== Segment start ==
//! # Import Stats
//!
//! Edge-type statistics aggregation for a parallel graph bulk loader.
//! This crate provides:
//!
//! - [`ImportStats`] — per-run aggregator holding node/property totals and
//!   the published, count-sorted snapshot of per-type edge counts
//! - [`StatsShard`] — uncontended per-worker counter for the per-edge hot path
//! - [`EdgeTypeCount`] — immutable `(type_id, count)` snapshot entry
//!
//! ## Design
//!
//! Every parallel worker of the edge-ingestion phase takes a private
//! [`StatsShard`] and increments it freely with no coordination; the only
//! locking happens on shard creation and release. When the last outstanding
//! shard is released, the aggregator merges every shard contribution it has
//! ever received into a fresh dense snapshot, sorted by count ascending with
//! ties in ascending type-id order.
//!
//! Released shard contributions are never discarded: a later wave of shards
//! re-sums earlier waves' counts alongside its own, so statistics accumulate
//! across waves rather than reporting deltas.

pub mod error;
pub mod shard;
pub mod stats;
pub mod type_count;

pub use error::{Result, StatsError};
pub use shard::StatsShard;
pub use stats::{ImportStats, SnapshotIter};
pub use type_count::EdgeTypeCount;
== Segment end ==
**TASK REQUIREMENTS:**
The entries above hold a line with "wave of shards" and a later line with "pub mod type_count;". Write out exactly those lines and all lines between, nothing more.

**SOLUTION BELOW:**
//! Released shard contributions are never discarded: a later wave of shards
//! re-sums earlier waves' counts alongside its own, so statistics accumulate
//! across waves rather than reporting deltas.

pub mod error;
pub mod shard;
pub mod stats;
pub mod type_count;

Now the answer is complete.